3

I am trying to build a function to obtain a weighted mean at the same variable in different dataframes in a list. The function is not taking some arguments (wage and weight), I believe there is a "" or [[]] problems but I can't seem to make it work.

Here's the reproducible example that gives me the error

set.seed(555)
lista <- list(A = data.frame(wage = (runif(10, min=50, max=100)), weight = (runif(10, min=0, max=1))),
B = data.frame(wage = (runif(10, min=55, max=105)), weight = (runif(10, min=0.1, max=1))))
list


wmeanf <- function(df, x, w) {
  mean <- df %>% summarise (weighted.mean(x,w))
  mean
}


twmean <- sapply(lista, function (X) wmeanf (df = X, x = wage, w = weight))

Thanks!

Juan C
  • 301
  • 1
  • 11

2 Answers2

2

There are several ways to accomplish this. Hopefully one of these gets you going in the right direction:

library(tidyverse)

set.seed(555)
lista <- list(A = data.frame(wage = (runif(10, min=50, max=100)), weight = (runif(10, min=0, max=1))),
              B = data.frame(wage = (runif(10, min=55, max=105)), weight = (runif(10, min=0.1, max=1))))

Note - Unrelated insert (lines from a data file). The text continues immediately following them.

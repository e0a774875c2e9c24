//! Verification of gateway-issued JWTs.
//!
//! The gateway signs the tokens it forwards to backends with its own RSA key
//! and names itself in the `kid` header. Backends look the public key up by
//! that id, usually through a [`PublicKeyCache`].

use std::sync::Arc;

use jsonwebtoken::{Algorithm, DecodingKey, Validation, decode, decode_header};
use serde::Deserialize;
use thiserror::Error;

use crate::error::Error;
use crate::public_key::PublicKeyCache;

/// Looks up PEM-encoded public keys by key id.
#[async_trait::async_trait]
pub trait PublicKeyProvider: Send + Sync {
    /// # Errors
    /// Returns the reason no key is available for `key_id`.
    async fn public_key(&self, key_id: &str) -> Result<String, Error>;
}

#[async_trait::async_trait]
impl PublicKeyProvider for PublicKeyCache {
    async fn public_key(&self, key_id: &str) -> Result<String, Error> {
        self.get(key_id).await
    }
}

#[derive(Debug, Error)]
pub enum JwtError {
    #[error("malformed token: {0}")]
    Malformed(#[source] jsonwebtoken::errors::Error),

    #[error("token header has no key id")]
    KeyIdInvalid,

    #[error("no public key for key id {key_id}: {source}")]
    PublicKey {
        key_id: String,
        #[source]
        source: Error,
    },

    #[error("invalid public key for key id {key_id}: {source}")]
    InvalidKey {
        key_id: String,
        #[source]
        source: jsonwebtoken::errors::Error,
    },

    #[error("token rejected: {0}")]
    Rejected(#[source] jsonwebtoken::errors::Error),
}

/// Calling application, as verified by the gateway.
#[derive(Debug, Clone, Default, PartialEq, Eq, Deserialize)]
#[serde(default)]
pub struct AppClaims {
    #[serde(alias = "bk_app_code")]
    pub app_code: String,
    pub verified: bool,
}

/// Calling user, as verified by the gateway.
#[derive(Debug, Clone, Default, PartialEq, Eq, Deserialize)]
#[serde(default)]
pub struct UserClaims {
    #[serde(alias = "bk_username")]
    pub username: String,
    pub verified: bool,
}

#[derive(Debug, Clone, PartialEq, Eq, Deserialize)]
pub struct Claims {
    #[serde(default)]
    pub app: AppClaims,
    #[serde(default)]
    pub user: UserClaims,
    #[serde(default)]
    pub iss: String,
    pub exp: u64,
    #[serde(default)]
    pub nbf: Option<u64>,
}

/// Verifies RS512 tokens against keys from a [`PublicKeyProvider`].
pub struct JwtVerifier {
    keys: Arc<dyn PublicKeyProvider>,
    leeway: u64,
}

impl std::fmt::Debug for JwtVerifier {
    fn fmt(&self, f: &mut std::fmt::Formatter<'_>) -> std::fmt::Result {
        f.debug_struct("JwtVerifier")
            .field("leeway", &self.leeway)
            .finish_non_exhaustive()
    }
}

impl JwtVerifier {
    #[must_use]
    pub fn new(keys: Arc<dyn PublicKeyProvider>) -> Self {
        Self { keys, leeway: 0 }
    }

    /// Clock skew tolerated on `exp` and `nbf`, in seconds.
    #[must_use]
    pub fn with_leeway(mut self, seconds: u64) -> Self {
        self.leeway = seconds;
        self
    }

    /// Verify `token` and return its claims.
    ///
    /// # Errors
    /// - `JwtError::Malformed` if the header cannot be decoded
    /// - `JwtError::KeyIdInvalid` if the header has no `kid`
    /// - `JwtError::PublicKey` / `JwtError::InvalidKey` if no usable key exists
    /// - `JwtError::Rejected` for bad signatures, expired or not yet valid tokens
    pub async fn verify(&self, token: &str) -> Result<Claims, JwtError> {
        let header = decode_header(token).map_err(JwtError::Malformed)?;
        let key_id = header
            .kid
            .filter(|kid| !kid.is_empty())
            .ok_or(JwtError::KeyIdInvalid)?;

        let pem = self
            .keys
            .public_key(&key_id)
            .await
            .map_err(|source| JwtError::PublicKey {
                key_id: key_id.clone(),
                source,
            })?;
        let key = DecodingKey::from_rsa_pem(pem.as_bytes()).map_err(|source| {
            JwtError::InvalidKey {
                key_id: key_id.clone(),
                source,
            }
        })?;

        let mut validation = Validation::new(Algorithm::RS512);
        validation.validate_nbf = true;
        validation.leeway = self.leeway;

        let data = decode::<Claims>(token, &key, &validation).map_err(|e| {
            tracing::debug!(key_id = %key_id, error = %e, "jwt rejected");
            JwtError::Rejected(e)
        })?;
        Ok(data.claims)
    }
}
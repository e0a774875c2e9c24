//! Authorization header derived from client credentials.

use std::collections::BTreeMap;

use http::{HeaderMap, HeaderName, HeaderValue};

use crate::config::ClientConfig;

/// Header carrying the JSON-encoded authorization params.
pub const AUTHORIZATION_HEADER: &str = "x-bkapi-authorization";

/// Collect the authorization params for `config`.
///
/// An access token takes precedence over everything else: once it is set, app
/// credentials and extra params are not sent at all.
#[must_use]
pub fn authorization_params(config: &ClientConfig) -> BTreeMap<String, String> {
    let mut params = BTreeMap::new();

    if !config.access_token.is_empty() {
        params.insert(
            "access_token".to_owned(),
            config.access_token.expose().to_owned(),
        );
        if !config.authorization_jwt.is_empty() {
            params.insert(
                "jwt".to_owned(),
                config.authorization_jwt.expose().to_owned(),
            );
        }
        return params;
    }

    if !config.app_code.is_empty() {
        params.insert("bk_app_code".to_owned(), config.app_code.clone());
    }
    if !config.app_secret.is_empty() {
        params.insert(
            "bk_app_secret".to_owned(),
            config.app_secret.expose().to_owned(),
        );
    }
    params.extend(
        config
            .authorization_params
            .iter()
            .map(|(k, v)| (k.clone(), v.clone())),
    );
    params
}

/// Build the authorization headers for `config`; empty when no credentials
/// are configured.
///
/// # Panics
/// Panics if the configured serializer fails or yields a value that is not a
/// valid header. The params are plain strings, so this only happens with a
/// broken custom serializer.
#[must_use]
pub fn authorization_headers(config: &ClientConfig) -> HeaderMap {
    let mut headers = HeaderMap::new();
    let params = authorization_params(config);
    if params.is_empty() {
        return headers;
    }

    let encoded = match &config.auth_serializer {
        Some(serialize) => serialize(&params),
        None => serde_json::to_string(&params),
    };
    let encoded = match encoded {
        Ok(encoded) => encoded,
        Err(e) => panic!("failed to serialize authorization params: {e}"),
    };
    let mut value = match HeaderValue::from_str(&encoded) {
        Ok(value) => value,
        Err(e) => panic!("authorization params are not a valid header value: {e}"),
    };
    value.set_sensitive(true);
    headers.insert(HeaderName::from_static(AUTHORIZATION_HEADER), value);
    headers
}

#[cfg(test)]
mod tests {
    use super::*;
    use crate::config::Secret;
    use std::sync::Arc;

    fn header_json(config: &ClientConfig) -> Option<String> {
        authorization_headers(config)
            .get(AUTHORIZATION_HEADER)
            .map(|v| v.to_str().unwrap().to_owned())
    }

    #[test]
    fn test_app_credentials_only() {
        let config = ClientConfig {
            app_code: "app".to_owned(),
            app_secret: Secret::new("secret"),
            ..ClientConfig::default()
        };
        assert_eq!(
            header_json(&config).as_deref(),
            Some(r#"{"bk_app_code":"app","bk_app_secret":"secret"}"#)
        );
    }

    #[test]
    fn test_access_token_excludes_app_credentials_and_extra_params() {
        let mut config = ClientConfig {
            app_code: "app".to_owned(),
            app_secret: Secret::new("secret"),
            access_token: Secret::new("token"),
            ..ClientConfig::default()
        };
        config
            .authorization_params
            .insert("bk_username".to_owned(), "admin".to_owned());

        let params = authorization_params(&config);
        assert_eq!(params.get("access_token").map(String::as_str), Some("token"));
        assert!(!params.contains_key("bk_app_code"));
        assert!(!params.contains_key("bk_app_secret"));
        assert!(!params.contains_key("bk_username"));
        assert_eq!(header_json(&config).as_deref(), Some(r#"{"access_token":"token"}"#));
    }

    #[test]
    fn test_access_token_with_jwt() {
        let config = ClientConfig {
            access_token: Secret::new("token"),
            authorization_jwt: Secret::new("jwt-value"),
            ..ClientConfig::default()
        };
        assert_eq!(
            header_json(&config).as_deref(),
            Some(r#"{"access_token":"token","jwt":"jwt-value"}"#)
        );
    }

    #[test]
    fn test_jwt_without_access_token_is_ignored() {
        let config = ClientConfig {
            app_code: "app".to_owned(),
            authorization_jwt: Secret::new("jwt-value"),
            ..ClientConfig::default()
        };
        assert_eq!(header_json(&config).as_deref(), Some(r#"{"bk_app_code":"app"}"#));
    }

    #[test]
    fn test_extra_params_overwrite_app_credentials() {
        let mut config = ClientConfig {
            app_code: "app".to_owned(),
            ..ClientConfig::default()
        };
        config
            .authorization_params
            .insert("bk_app_code".to_owned(), "override".to_owned());
        config
            .authorization_params
            .insert("bk_username".to_owned(), "admin".to_owned());

        let params = authorization_params(&config);
        assert_eq!(params["bk_app_code"], "override");
        assert_eq!(params["bk_username"], "admin");
    }

    #[test]
    fn test_no_credentials_no_header() {
        assert!(authorization_headers(&ClientConfig::default()).is_empty());
    }

    #[test]
    fn test_custom_serializer() {
        let config = ClientConfig {
            app_code: "app".to_owned(),
            auth_serializer: Some(Arc::new(|params: &BTreeMap<String, String>| {
                Ok::<_, serde_json::Error>(params
                    .iter()
                    .map(|(k, v)| format!("{k}={v}"))
                    .collect::<Vec<_>>()
                    .join(";"))
            })),
            ..ClientConfig::default()
        };
        assert_eq!(header_json(&config).as_deref(), Some("bk_app_code=app"));
    }

    #[test]
    #[should_panic(expected = "failed to serialize authorization params")]
    fn test_failing_serializer_panics() {
        let config = ClientConfig {
            app_code: "app".to_owned(),
            auth_serializer: Some(Arc::new(|_: &BTreeMap<String, String>| {
                Err::<String, _>(<serde_json::Error as serde::ser::Error>::custom(
                    "broken serializer",
                ))
            })),
            ..ClientConfig::default()
        };
        let _ = authorization_headers(&config);
    }
}
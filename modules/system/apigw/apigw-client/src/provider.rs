//! Strategies that encode request bodies and decode response bodies.

use std::sync::Arc;

use bytes::Bytes;
use http::HeaderValue;
use parking_lot::Mutex;
use serde::de::DeserializeOwned;
use serde_json::Value;

use crate::error::ProviderError;
use crate::response::Response;

/// An encoded request payload.
#[derive(Debug, Clone)]
pub struct EncodedBody {
    pub content_type: HeaderValue,
    pub bytes: Bytes,
}

impl EncodedBody {
    #[must_use]
    pub fn content_length(&self) -> usize {
        self.bytes.len()
    }
}

/// Turns operation body data into a request payload.
pub trait BodyProvider: Send + Sync {
    /// Encode `data`. `None` and `null` mean "no body" and yield `Ok(None)`
    /// without touching the encoder.
    ///
    /// # Errors
    /// Returns `ProviderError` if `data` cannot be encoded.
    fn provide_body(&self, data: Option<&Value>) -> Result<Option<EncodedBody>, ProviderError>;
}

/// Receives a decoded response body.
pub trait ResultTarget: Send + Sync {
    /// Store `value` in the target.
    ///
    /// # Errors
    /// Returns `ProviderError` if `value` does not fit the target type.
    fn fill(&self, value: Value) -> Result<(), ProviderError>;
}

/// Decodes a response body into a result target.
pub trait ResultProvider: Send + Sync {
    /// Decode `response` into `target`. Without a target nothing is decoded.
    ///
    /// # Errors
    /// Returns `ProviderError` if decoding fails.
    fn provide_result(
        &self,
        response: &Response,
        target: Option<&dyn ResultTarget>,
    ) -> Result<(), ProviderError>;
}

fn present(data: Option<&Value>) -> Option<&Value> {
    data.filter(|v| !v.is_null())
}

// ---------------------------------------------------------------------------
// JSON
// ---------------------------------------------------------------------------

#[derive(Debug, Clone, Copy, Default)]
pub struct JsonBodyProvider;

impl BodyProvider for JsonBodyProvider {
    fn provide_body(&self, data: Option<&Value>) -> Result<Option<EncodedBody>, ProviderError> {
        let Some(data) = present(data) else {
            return Ok(None);
        };
        let bytes = serde_json::to_vec(data)?;
        Ok(Some(EncodedBody {
            content_type: HeaderValue::from_static("application/json"),
            bytes: Bytes::from(bytes),
        }))
    }
}

#[derive(Debug, Clone, Copy, Default)]
pub struct JsonResultProvider;

impl ResultProvider for JsonResultProvider {
    fn provide_result(
        &self,
        response: &Response,
        target: Option<&dyn ResultTarget>,
    ) -> Result<(), ProviderError> {
        let Some(target) = target else {
            return Ok(());
        };
        let value: Value = response.json()?;
        target.fill(value)
    }
}

// ---------------------------------------------------------------------------
// Forms
// ---------------------------------------------------------------------------

const FORM_SHAPE: &str = "a map of string to list of strings";

/// Flatten `{"k": ["a", "b"]}` into `[("k", "a"), ("k", "b")]`.
fn form_fields(provider: &'static str, data: &Value) -> Result<Vec<(String, String)>, ProviderError> {
    let mismatch = || ProviderError::TypeNotMatch {
        provider,
        expected: FORM_SHAPE,
    };

    let map = data.as_object().ok_or_else(mismatch)?;
    let mut fields = Vec::with_capacity(map.len());
    for (key, values) in map {
        for value in values.as_array().ok_or_else(mismatch)? {
            let value = value.as_str().ok_or_else(mismatch)?;
            fields.push((key.clone(), value.to_owned()));
        }
    }
    Ok(fields)
}

/// Encodes `application/x-www-form-urlencoded` bodies.
#[derive(Debug, Clone, Copy, Default)]
pub struct FormBodyProvider;

impl BodyProvider for FormBodyProvider {
    fn provide_body(&self, data: Option<&Value>) -> Result<Option<EncodedBody>, ProviderError> {
        let Some(data) = present(data) else {
            return Ok(None);
        };
        let fields = form_fields("form", data)?;
        let encoded = serde_urlencoded::to_string(&fields)?;
        Ok(Some(EncodedBody {
            content_type: HeaderValue::from_static("application/x-www-form-urlencoded"),
            bytes: Bytes::from(encoded),
        }))
    }
}

/// Encodes `multipart/form-data` bodies made of plain text fields.
#[derive(Debug, Clone, Copy, Default)]
pub struct MultipartFormBodyProvider;

impl MultipartFormBodyProvider {
    fn boundary() -> String {
        format!("{:032x}", rand::random::<u128>())
    }
}

impl BodyProvider for MultipartFormBodyProvider {
    fn provide_body(&self, data: Option<&Value>) -> Result<Option<EncodedBody>, ProviderError> {
        let Some(data) = present(data) else {
            return Ok(None);
        };
        let fields = form_fields("multipart form", data)?;
        let boundary = Self::boundary();

        let mut body = String::new();
        for (name, value) in &fields {
            body.push_str("--");
            body.push_str(&boundary);
            body.push_str("\r\nContent-Disposition: form-data; name=\"");
            body.push_str(&name.replace('"', "%22"));
            body.push_str("\"\r\n\r\n");
            body.push_str(value);
            body.push_str("\r\n");
        }
        body.push_str("--");
        body.push_str(&boundary);
        body.push_str("--\r\n");

        let content_type = HeaderValue::from_str(&format!("multipart/form-data; boundary={boundary}"))
            .map_err(|_| ProviderError::TypeNotMatch {
                provider: "multipart form",
                expected: FORM_SHAPE,
            })?;
        Ok(Some(EncodedBody {
            content_type,
            bytes: Bytes::from(body),
        }))
    }
}

// ---------------------------------------------------------------------------
// Result targets
// ---------------------------------------------------------------------------

/// Shareable typed result target.
///
/// Clones share the same slot: hand one to the operation, keep the other to
/// read the decoded value after the call.
pub struct ResultSlot<T> {
    value: Arc<Mutex<Option<T>>>,
}

impl<T> Clone for ResultSlot<T> {
    fn clone(&self) -> Self {
        Self {
            value: Arc::clone(&self.value),
        }
    }
}

impl<T> Default for ResultSlot<T> {
    fn default() -> Self {
        Self {
            value: Arc::new(Mutex::new(None)),
        }
    }
}

impl<T> std::fmt::Debug for ResultSlot<T> {
    fn fmt(&self, f: &mut std::fmt::Formatter<'_>) -> std::fmt::Result {
        f.debug_struct("ResultSlot")
            .field("filled", &self.is_filled())
            .finish()
    }
}

impl<T> ResultSlot<T> {
    #[must_use]
    pub fn new() -> Self {
        Self::default()
    }

    #[must_use]
    pub fn is_filled(&self) -> bool {
        self.value.lock().is_some()
    }

    /// Take the decoded value out of the slot.
    #[must_use]
    pub fn take(&self) -> Option<T> {
        self.value.lock().take()
    }
}

impl<T: Clone> ResultSlot<T> {
    #[must_use]
    pub fn get(&self) -> Option<T> {
        self.value.lock().clone()
    }
}

impl<T> ResultTarget for ResultSlot<T>
where
    T: DeserializeOwned + Send,
{
    fn fill(&self, value: Value) -> Result<(), ProviderError> {
        let decoded = serde_json::from_value(value)?;
        *self.value.lock() = Some(decoded);
        Ok(())
    }
}
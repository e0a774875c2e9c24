use std::collections::HashMap;
use std::sync::LazyLock;

use regex::{Captures, Regex};

static PLACEHOLDER: LazyLock<Regex> = LazyLock::new(|| {
    // Literal pattern, cannot fail to compile.
    #[allow(clippy::unwrap_used)]
    Regex::new(r"\{\s*([^{}]*?)\s*\}").unwrap()
});

/// Substitutes `{name}` placeholders in `template` with values from `params`.
///
/// Whitespace inside the braces is ignored when looking up the key. A
/// placeholder whose key is not in `params` is kept exactly as written.
///
/// ```
/// use std::collections::HashMap;
/// use apigw_client::replace_placeholders;
///
/// let params = HashMap::from([("id".to_owned(), "42".to_owned())]);
/// assert_eq!(replace_placeholders("/users/{ id }/{tab}", &params), "/users/42/{tab}");
/// ```
#[must_use]
pub fn replace_placeholders<S: std::hash::BuildHasher>(
    template: &str,
    params: &HashMap<String, String, S>,
) -> String {
    if params.is_empty() {
        return template.to_owned();
    }

    PLACEHOLDER
        .replace_all(template, |caps: &Captures<'_>| match params.get(&caps[1]) {
            Some(value) => value.clone(),
            None => caps[0].to_owned(),
        })
        .into_owned()
}
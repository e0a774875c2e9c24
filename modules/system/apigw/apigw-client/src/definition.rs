//! Lookups in rendered gateway definition documents.
//!
//! Definitions (stage, resources, permissions, ...) are YAML documents that
//! have already been rendered by a template engine. They are read as a value
//! tree and addressed with dotted namespaces such as `stage.vars.api_sub_path`.

use std::path::Path;

use serde::de::DeserializeOwned;
use serde_json::Value;
use thiserror::Error;

#[derive(Debug, Error)]
pub enum DefinitionError {
    #[error("failed to read definition: {0}")]
    Io(#[from] std::io::Error),

    #[error("failed to parse definition: {0}")]
    Parse(String),

    #[error("namespace {0} not found")]
    NotFound(String),

    #[error("namespace {namespace} has an unexpected shape: {source}")]
    Shape {
        namespace: String,
        #[source]
        source: serde_json::Error,
    },
}

/// A rendered definition document.
#[derive(Debug, Clone, PartialEq)]
pub struct Definition {
    root: Value,
}

impl Definition {
    /// Parse a rendered YAML document.
    ///
    /// # Errors
    /// Returns `DefinitionError::Parse` if `yaml` is not valid YAML.
    pub fn from_yaml(yaml: &str) -> Result<Self, DefinitionError> {
        let root: Value =
            serde_saphyr::from_str(yaml).map_err(|e| DefinitionError::Parse(e.to_string()))?;
        Ok(Self { root })
    }

    /// # Errors
    /// Returns `DefinitionError::Io` or `DefinitionError::Parse`.
    pub fn from_yaml_file(path: impl AsRef<Path>) -> Result<Self, DefinitionError> {
        let yaml = std::fs::read_to_string(path)?;
        Self::from_yaml(&yaml)
    }

    #[must_use]
    pub fn root(&self) -> &Value {
        &self.root
    }

    /// Value at the dotted `namespace`; an empty namespace is the root.
    ///
    /// Segments index maps by key and sequences by position.
    ///
    /// # Errors
    /// Returns `DefinitionError::NotFound` if any segment is missing.
    pub fn get(&self, namespace: &str) -> Result<&Value, DefinitionError> {
        if namespace.is_empty() {
            return Ok(&self.root);
        }
        namespace
            .split('.')
            .try_fold(&self.root, |node, segment| match node {
                Value::Object(map) => map.get(segment),
                Value::Array(items) => segment.parse::<usize>().ok().and_then(|i| items.get(i)),
                _ => None,
            })
            .ok_or_else(|| DefinitionError::NotFound(namespace.to_owned()))
    }

    /// Value at `namespace`, decoded as `T`.
    ///
    /// # Errors
    /// Returns `DefinitionError::NotFound` or `DefinitionError::Shape`.
    pub fn get_as<T: DeserializeOwned>(&self, namespace: &str) -> Result<T, DefinitionError> {
        let value = self.get(namespace)?;
        T::deserialize(value).map_err(|source| DefinitionError::Shape {
            namespace: namespace.to_owned(),
            source,
        })
    }
}

#[cfg(test)]
mod tests {
    use super::*;
    use serde::Deserialize;
    use serde_json::json;
    use std::io::Write;

    const DEFINITION: &str = r"
spec_version: 2
release:
  version: 1.0.1
  comment: first release
stage:
  name: prod
  vars:
    api_sub_path: /api/v1
grant_permissions:
  - bk_app_code: demo-app
    grant_dimension: api
";

    #[derive(Debug, Deserialize, PartialEq)]
    struct Grant {
        bk_app_code: String,
        grant_dimension: String,
    }

    #[test]
    fn test_dotted_lookup() {
        let definition = Definition::from_yaml(DEFINITION).unwrap();

        assert_eq!(definition.get("stage.name").unwrap(), &json!("prod"));
        assert_eq!(
            definition.get("stage.vars.api_sub_path").unwrap(),
            &json!("/api/v1")
        );
        assert_eq!(
            definition.get("grant_permissions.0.bk_app_code").unwrap(),
            &json!("demo-app")
        );
        assert_eq!(definition.get("").unwrap(), definition.root());
    }

    #[test]
    fn test_missing_namespace() {
        let definition = Definition::from_yaml(DEFINITION).unwrap();

        for namespace in ["stage.missing", "nothing", "stage.name.deeper", "grant_permissions.5"] {
            let err = definition.get(namespace).unwrap_err();
            assert!(
                matches!(&err, DefinitionError::NotFound(ns) if ns == namespace),
                "unexpected error for {namespace}: {err}"
            );
        }
    }

    #[test]
    fn test_typed_lookup() {
        let definition = Definition::from_yaml(DEFINITION).unwrap();

        let grants: Vec<Grant> = definition.get_as("grant_permissions").unwrap();
        assert_eq!(
            grants,
            vec![Grant {
                bk_app_code: "demo-app".to_owned(),
                grant_dimension: "api".to_owned(),
            }]
        );
        assert_eq!(definition.get_as::<u32>("spec_version").unwrap(), 2);
        assert!(matches!(
            definition.get_as::<u32>("stage.name"),
            Err(DefinitionError::Shape { .. })
        ));
    }

    #[test]
    fn test_invalid_yaml() {
        assert!(matches!(
            Definition::from_yaml("key: [unclosed"),
            Err(DefinitionError::Parse(_))
        ));
    }

    #[test]
    fn test_from_file() {
        let mut file = tempfile::NamedTempFile::new().unwrap();
        file.write_all(DEFINITION.as_bytes()).unwrap();

        let definition = Definition::from_yaml_file(file.path()).unwrap();
        assert_eq!(definition.get("release.comment").unwrap(), &json!("first release"));

        assert!(matches!(
            Definition::from_yaml_file("/nonexistent/definition.yaml"),
            Err(DefinitionError::Io(_))
        ));
    }
}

map(lista, ~ weighted.mean(x = .$wage, w = .$weight))
#> $A
#> [1] 75.60411
#> 
#> $B
#> [1] 70.22652
lapply(lista, function(x) { weighted.mean(x = x$wage, w = x$weight) })
#> $A
#> [1] 75.60411
#> 
#> $B
#> [1] 70.22652
sapply(lista, function(x) { weighted.mean(x = x$wage, w = x$weight) })
#>        A        B 
#> 75.60411 70.22652

Created on 2020-05-05 by the reprex package (v0.3.0)

JasonAizkalns
  • 20,243
  • 8
  • 57
  • 116
  • Thanks Jason, in this case my function can be directly omitted and run weighted mean directly over the list really :) But if I wanted to use it, or a more complex one, what would be the right grammar to make it / call it? – Juan C May 05 '20 at 12:47
  • 1
    @JuanC The grammar should be more or less the same, provided the function is written correctly. Programming with `dplyr` is a bit more involved because it utilizes non-standard evaluation [see this vignette](https://dplyr.tidyverse.org/articles/programming.html). Regardless, if you want to do something more involved with a custom function and get stuck, just use the search here and/or post another reproducible example. – JasonAizkalns May 05 '20 at 13:10
  • Thanks, that is a helpful vignette, will check that! – Juan C May 05 '20 at 14:00
0

After @Jason's suggestion to look here about Dplyr evaluation and quoting I found a way to make my original intended function work:

set.seed(555)
lista <- list(A = data.frame(wage = (runif(10, min=50, max=100)), weight = (runif(10, min=0, max=1))),
              B = data.frame(wage = (runif(10, min=55, max=105)), weight = (runif(10, min=0.1, max=1))))

wmeanf <- function(df, x, w) {

  x <- enquo(x)
  w <- enquo(w)

  mean <- df %>% summarise (weighted.mean(!!x,!!w))
  mean
}

sapply(lista, function (X) wmeanf (df = X, x = wage, w = weight))

$`A.weighted.mean(wage, weight)`
[1] 75.6041053069

$`B.weighted.mean(wage, weight)`
[1] 70.2265239366
Juan C
  • 301
  • 1
  • 11